Records contained in a dataset
+--
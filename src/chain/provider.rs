//! Chain provider with multi-RPC support and automatic failover

use super::{NetworkClient, SignedTransaction};
use crate::config::ChainConfig;
use crate::error::{RelayerError, RelayerResult};

use async_trait::async_trait;
use ethers::prelude::*;
use ethers::providers::{Http, Provider};
use ethers::types::transaction::eip2718::TypedTransaction;
use std::sync::atomic::{AtomicUsize, Ordering};
use std::time::Duration;
use tracing::{debug, error, warn};

/// Multi-provider wrapper with automatic failover
pub struct ChainProvider {
    /// Chain configuration
    config: ChainConfig,
    /// HTTP providers (multiple for failover)
    http_providers: Vec<Provider<Http>>,
    /// Current active provider index
    current_provider: AtomicUsize,
}

impl ChainProvider {
    /// Create a new chain provider
    pub async fn new(config: ChainConfig) -> RelayerResult<Self> {
        let mut http_providers = Vec::new();

        for url in &config.rpc_urls {
            match Provider::<Http>::try_from(url.as_str()) {
                Ok(provider) => {
                    let provider = provider.interval(Duration::from_millis(100));
                    http_providers.push(provider);
                    debug!("Added HTTP provider for chain {}: {}", config.chain_id, url);
                }
                Err(e) => {
                    warn!("Failed to create provider for {}: {}", url, e);
                }
            }
        }

        if http_providers.is_empty() {
            return Err(RelayerError::Network(format!(
                "No valid RPC providers for chain {}",
                config.chain_id
            )));
        }

        // Signing for the wrong chain would make every broadcast fail
        match http_providers[0].get_chainid().await {
            Ok(id) if id.as_u64() != config.chain_id => {
                return Err(RelayerError::Config(format!(
                    "RPC reports chain {} but chain {} is configured",
                    id, config.chain_id
                )));
            }
            Ok(_) => {}
            Err(e) => warn!("Could not verify chain id of {}: {}", config.name, e),
        }

        Ok(Self {
            config,
            http_providers,
            current_provider: AtomicUsize::new(0),
        })
    }

    /// Get the active HTTP provider
    pub fn http(&self) -> &Provider<Http> {
        let idx = self.current_provider.load(Ordering::Relaxed);
        &self.http_providers[idx % self.http_providers.len()]
    }

    /// Switch to next available provider
    pub fn failover(&self) {
        let current = self.current_provider.load(Ordering::Relaxed);
        let next = (current + 1) % self.http_providers.len();
        self.current_provider.store(next, Ordering::Relaxed);
        warn!("Chain {} failover to provider {}", self.config.chain_id, next);
    }

    async fn transaction_count(&self, address: Address, block: Option<BlockId>) -> RelayerResult<u64> {
        for _ in 0..self.http_providers.len() {
            match self.http().get_transaction_count(address, block).await {
                Ok(count) => return Ok(count.as_u64()),
                Err(e) => {
                    warn!("Failed to get transaction count for {:?}: {}", address, e);
                    self.failover();
                }
            }
        }

        Err(RelayerError::Network(format!(
            "All providers failed to get transaction count for {:?}",
            address
        )))
    }

    /// Health check
    pub async fn health_check(&self) -> bool {
        match self.get_block_number().await {
            Ok(_) => true,
            Err(e) => {
                error!("Health check failed for chain {}: {}", self.config.chain_id, e);
                false
            }
        }
    }
}

#[async_trait]
impl NetworkClient for ChainProvider {
    fn chain_id(&self) -> u64 {
        self.config.chain_id
    }

    async fn estimate_gas(&self, tx: &TypedTransaction) -> RelayerResult<U256> {
        self.http()
            .estimate_gas(tx, None)
            .await
            .map_err(|e| RelayerError::GasEstimation(e.to_string()))
    }

    async fn get_transaction_count(&self, address: Address) -> RelayerResult<u64> {
        self.transaction_count(address, None).await
    }

    async fn get_pending_transaction_count(&self, address: Address) -> RelayerResult<u64> {
        self.transaction_count(address, Some(BlockNumber::Pending.into()))
            .await
    }

    async fn get_balance(&self, address: Address) -> RelayerResult<U256> {
        for _ in 0..self.http_providers.len() {
            match self.http().get_balance(address, None).await {
                Ok(balance) => return Ok(balance),
                Err(e) => {
                    warn!("Failed to get balance for {:?}: {}", address, e);
                    self.failover();
                }
            }
        }

        Err(RelayerError::Network(format!(
            "All providers failed to get balance for {:?}",
            address
        )))
    }

    async fn send_transaction(&self, tx: &SignedTransaction) -> RelayerResult<H256> {
        // No failover here: a second node may already have the transaction in its pool
        match self.http().send_raw_transaction(tx.rlp()).await {
            Ok(pending) => Ok(pending.tx_hash()),
            Err(e) => Err(RelayerError::from_broadcast(tx.from, tx.nonce, e.to_string())),
        }
    }

    async fn get_transaction_receipt(
        &self,
        tx_hash: H256,
    ) -> RelayerResult<Option<TransactionReceipt>> {
        self.http()
            .get_transaction_receipt(tx_hash)
            .await
            .map_err(|e| RelayerError::Network(e.to_string()))
    }

    async fn get_block_number(&self) -> RelayerResult<u64> {
        for _ in 0..self.http_providers.len() {
            match self.http().get_block_number().await {
                Ok(block) => return Ok(block.as_u64()),
                Err(e) => {
                    warn!(
                        "Failed to get block number from chain {}: {}",
                        self.config.chain_id, e
                    );
                    self.failover();
                }
            }
        }

        Err(RelayerError::Network(format!(
            "All providers failed on chain {}",
            self.config.chain_id
        )))
    }
}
+--
TASK TO COMPLETE: All entries are to be retyped with no difference from the original.

THE ANSWER:
filename src/chain/provider.rs
//! Chain provider with multi-RPC support and automatic failover

use super::{NetworkClient, SignedTransaction};
use crate::config::ChainConfig;
use crate::error::{RelayerError, RelayerResult};

use async_trait::async_trait;
use ethers::prelude::*;
use ethers::providers::{Http, Provider};
use ethers::types::transaction::eip2718::TypedTransaction;
use std::sync::atomic::{AtomicUsize, Ordering};
use std::time::Duration;
use tracing::{debug, error, warn};

/// Multi-provider wrapper with automatic failover
pub struct ChainProvider {
    /// Chain configuration
    config: ChainConfig,
    /// HTTP providers (multiple for failover)
    http_providers: Vec<Provider<Http>>,
    /// Current active provider index
    current_provider: AtomicUsize,
}

impl ChainProvider {
    /// Create a new chain provider
    pub async fn new(config: ChainConfig) -> RelayerResult<Self> {
        let mut http_providers = Vec::new();

        for url in &config.rpc_urls {
            match Provider::<Http>::try_from(url.as_str()) {
                Ok(provider) => {
                    let provider = provider.interval(Duration::from_millis(100));
                    http_providers.push(provider);
                    debug!("Added HTTP provider for chain {}: {}", config.chain_id, url);
                }
                Err(e) => {
                    warn!("Failed to create provider for {}: {}", url, e);
                }
            }
        }

        if http_providers.is_empty() {
            return Err(RelayerError::Network(format!(
                "No valid RPC providers for chain {}",
                config.chain_id
            )));
        }

        // Signing for the wrong chain would make every broadcast fail
        match http_providers[0].get_chainid().await {
            Ok(id) if id.as_u64() != config.chain_id => {
                return Err(RelayerError::Config(format!(
                    "RPC reports chain {} but chain {} is configured",
                    id, config.chain_id
                )));
            }
            Ok(_) => {}
            Err(e) => warn!("Could not verify chain id of {}: {}", config.name, e),
        }

        Ok(Self {
            config,
            http_providers,
            current_provider: AtomicUsize::new(0),
        })
    }

    /// Get the active HTTP provider
    pub fn http(&self) -> &Provider<Http> {
        let idx = self.current_provider.load(Ordering::Relaxed);
        &self.http_providers[idx % self.http_providers.len()]
    }

    /// Switch to next available provider
    pub fn failover(&self) {
        let current = self.current_provider.load(Ordering::Relaxed);
        let next = (current + 1) % self.http_providers.len();
        self.current_provider.store(next, Ordering::Relaxed);
        warn!("Chain {} failover to provider {}", self.config.chain_id, next);
    }

    async fn transaction_count(&self, address: Address, block: Option<BlockId>) -> RelayerResult<u64> {
        for _ in 0..self.http_providers.len() {
            match self.http().get_transaction_count(address, block).await {
                Ok(count) => return Ok(count.as_u64()),
                Err(e) => {
                    warn!("Failed to get transaction count for {:?}: {}", address, e);
                    self.failover();
                }
            }
        }

        Err(RelayerError::Network(format!(
            "All providers failed to get transaction count for {:?}",
            address
        )))
    }

    /// Health check
    pub async fn health_check(&self) -> bool {
        match self.get_block_number().await {
            Ok(_) => true,
            Err(e) => {
                error!("Health check failed for chain {}: {}", self.config.chain_id, e);
                false
            }
        }
    }
}

#[async_trait]
impl NetworkClient for ChainProvider {
    fn chain_id(&self) -> u64 {
        self.config.chain_id
    }

    async fn estimate_gas(&self, tx: &TypedTransaction) -> RelayerResult<U256> {
        self.http()
            .estimate_gas(tx, None)
            .await
            .map_err(|e| RelayerError::GasEstimation(e.to_string()))
    }

    async fn get_transaction_count(&self, address: Address) -> RelayerResult<u64> {
        self.transaction_count(address, None).await
    }

    async fn get_pending_transaction_count(&self, address: Address) -> RelayerResult<u64> {
        self.transaction_count(address, Some(BlockNumber::Pending.into()))
            .await
    }

    async fn get_balance(&self, address: Address) -> RelayerResult<U256> {
        for _ in 0..self.http_providers.len() {
            match self.http().get_balance(address, None).await {
                Ok(balance) => return Ok(balance),
                Err(e) => {
                    warn!("Failed to get balance for {:?}: {}", address, e);
                    self.failover();
                }
            }
        }

        Err(RelayerError::Network(format!(
            "All providers failed to get balance for {:?}",
            address
        )))
    }

    async fn send_transaction(&self, tx: &SignedTransaction) -> RelayerResult<H256> {
        // No failover here: a second node may already have the transaction in its pool
        match self.http().send_raw_transaction(tx.rlp()).await {
            Ok(pending) => Ok(pending.tx_hash()),
            Err(e) => Err(RelayerError::from_broadcast(tx.from, tx.nonce, e.to_string())),
        }
    }

    async fn get_transaction_receipt(
        &self,
        tx_hash: H256,
    ) -> RelayerResult<Option<TransactionReceipt>> {
        self.http()
            .get_transaction_receipt(tx_hash)
            .await
            .map_err(|e| RelayerError::Network(e.to_string()))
    }

    async fn get_block_number(&self) -> RelayerResult<u64> {
        for _ in 0..self.http_providers.len() {
            match self.http().get_block_number().await {
                Ok(block) => return Ok(block.as_u64()),
                Err(e) => {
                    warn!(
                        "Failed to get block number from chain {}: {}",
                        self.config.chain_id, e
                    );
                    self.failover();
                }
            }
        }

        Err(RelayerError::Network(format!(
            "All providers failed on chain {}",
            self.config.chain_id
        )))
    }
}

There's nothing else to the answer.